=== Begin Enclosure ===

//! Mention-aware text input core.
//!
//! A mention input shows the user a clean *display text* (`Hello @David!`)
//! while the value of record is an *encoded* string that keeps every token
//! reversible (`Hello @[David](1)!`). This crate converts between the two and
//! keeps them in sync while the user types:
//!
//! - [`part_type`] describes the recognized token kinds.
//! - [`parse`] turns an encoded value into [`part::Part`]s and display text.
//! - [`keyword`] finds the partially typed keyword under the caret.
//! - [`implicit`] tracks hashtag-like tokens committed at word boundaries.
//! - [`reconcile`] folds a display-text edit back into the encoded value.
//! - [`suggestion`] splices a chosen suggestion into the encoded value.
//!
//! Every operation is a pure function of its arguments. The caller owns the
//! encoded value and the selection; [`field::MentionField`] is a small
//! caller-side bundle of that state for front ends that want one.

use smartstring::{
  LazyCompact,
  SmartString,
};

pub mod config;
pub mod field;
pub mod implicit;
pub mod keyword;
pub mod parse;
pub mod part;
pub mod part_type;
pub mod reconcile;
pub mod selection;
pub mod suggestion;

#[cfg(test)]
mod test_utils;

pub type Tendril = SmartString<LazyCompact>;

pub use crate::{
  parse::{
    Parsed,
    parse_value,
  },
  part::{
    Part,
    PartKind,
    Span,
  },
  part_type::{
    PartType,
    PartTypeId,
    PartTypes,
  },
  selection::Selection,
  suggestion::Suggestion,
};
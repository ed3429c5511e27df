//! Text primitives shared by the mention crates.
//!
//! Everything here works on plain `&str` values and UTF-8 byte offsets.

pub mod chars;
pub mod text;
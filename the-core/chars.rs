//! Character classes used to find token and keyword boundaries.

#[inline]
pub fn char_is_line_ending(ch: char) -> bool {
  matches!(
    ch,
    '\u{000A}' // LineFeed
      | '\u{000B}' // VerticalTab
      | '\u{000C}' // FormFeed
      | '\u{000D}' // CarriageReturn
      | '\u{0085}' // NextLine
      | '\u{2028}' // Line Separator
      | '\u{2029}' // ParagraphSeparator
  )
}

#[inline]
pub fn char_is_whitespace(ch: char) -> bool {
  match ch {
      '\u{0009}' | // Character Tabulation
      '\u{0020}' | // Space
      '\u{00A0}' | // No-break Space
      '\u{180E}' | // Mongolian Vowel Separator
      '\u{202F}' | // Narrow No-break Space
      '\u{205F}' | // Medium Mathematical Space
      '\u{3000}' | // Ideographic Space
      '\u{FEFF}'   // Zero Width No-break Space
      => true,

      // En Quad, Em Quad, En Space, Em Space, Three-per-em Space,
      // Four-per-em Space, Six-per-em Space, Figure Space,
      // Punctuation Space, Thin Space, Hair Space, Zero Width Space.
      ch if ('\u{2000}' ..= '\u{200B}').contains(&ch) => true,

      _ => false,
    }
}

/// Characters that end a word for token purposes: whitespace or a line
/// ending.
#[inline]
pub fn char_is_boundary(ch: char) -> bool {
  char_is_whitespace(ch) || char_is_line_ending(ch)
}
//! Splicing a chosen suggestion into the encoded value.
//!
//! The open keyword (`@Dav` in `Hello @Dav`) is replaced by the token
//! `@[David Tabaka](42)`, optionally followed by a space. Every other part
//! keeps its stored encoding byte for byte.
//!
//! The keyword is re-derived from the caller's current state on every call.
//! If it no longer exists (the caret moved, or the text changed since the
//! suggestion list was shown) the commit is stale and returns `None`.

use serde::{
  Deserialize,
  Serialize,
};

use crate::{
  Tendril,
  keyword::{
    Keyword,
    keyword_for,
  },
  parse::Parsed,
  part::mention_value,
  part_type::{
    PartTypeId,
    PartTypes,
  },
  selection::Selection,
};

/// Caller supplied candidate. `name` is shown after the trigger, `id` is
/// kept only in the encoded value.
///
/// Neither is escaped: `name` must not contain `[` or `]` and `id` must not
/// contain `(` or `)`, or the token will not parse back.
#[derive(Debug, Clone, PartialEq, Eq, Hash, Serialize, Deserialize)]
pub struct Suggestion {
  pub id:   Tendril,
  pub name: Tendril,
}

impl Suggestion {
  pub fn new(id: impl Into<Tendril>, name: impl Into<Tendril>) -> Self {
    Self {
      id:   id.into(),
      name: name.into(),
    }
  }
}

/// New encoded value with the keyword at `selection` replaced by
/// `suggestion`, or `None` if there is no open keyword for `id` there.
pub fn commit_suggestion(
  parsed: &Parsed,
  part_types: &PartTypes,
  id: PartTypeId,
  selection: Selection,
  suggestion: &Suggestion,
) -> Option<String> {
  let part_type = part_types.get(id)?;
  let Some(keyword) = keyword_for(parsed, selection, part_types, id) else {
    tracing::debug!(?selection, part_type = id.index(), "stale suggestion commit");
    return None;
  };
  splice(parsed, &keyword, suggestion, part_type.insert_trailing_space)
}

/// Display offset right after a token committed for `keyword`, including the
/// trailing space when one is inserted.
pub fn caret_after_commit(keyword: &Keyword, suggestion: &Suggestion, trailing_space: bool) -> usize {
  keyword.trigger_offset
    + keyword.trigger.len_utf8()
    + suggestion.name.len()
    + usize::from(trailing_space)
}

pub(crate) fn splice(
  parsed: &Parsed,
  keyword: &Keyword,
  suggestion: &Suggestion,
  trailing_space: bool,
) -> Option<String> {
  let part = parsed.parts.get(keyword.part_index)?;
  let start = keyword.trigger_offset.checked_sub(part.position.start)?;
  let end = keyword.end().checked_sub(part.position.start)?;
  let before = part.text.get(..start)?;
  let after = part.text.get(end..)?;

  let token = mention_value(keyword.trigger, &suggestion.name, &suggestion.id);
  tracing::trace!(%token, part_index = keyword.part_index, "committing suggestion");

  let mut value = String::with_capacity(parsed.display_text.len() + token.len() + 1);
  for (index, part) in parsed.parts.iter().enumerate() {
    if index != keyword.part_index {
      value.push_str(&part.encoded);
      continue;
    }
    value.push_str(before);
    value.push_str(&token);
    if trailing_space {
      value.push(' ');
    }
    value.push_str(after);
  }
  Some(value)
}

=== End Enclosure ===

For each line in the records that holds "break", show that line as it stands.

* [Answer]
      '\u{00A0}' | // No-break Space
      '\u{202F}' | // Narrow No-break Space
      '\u{FEFF}'   // Zero Width No-break Space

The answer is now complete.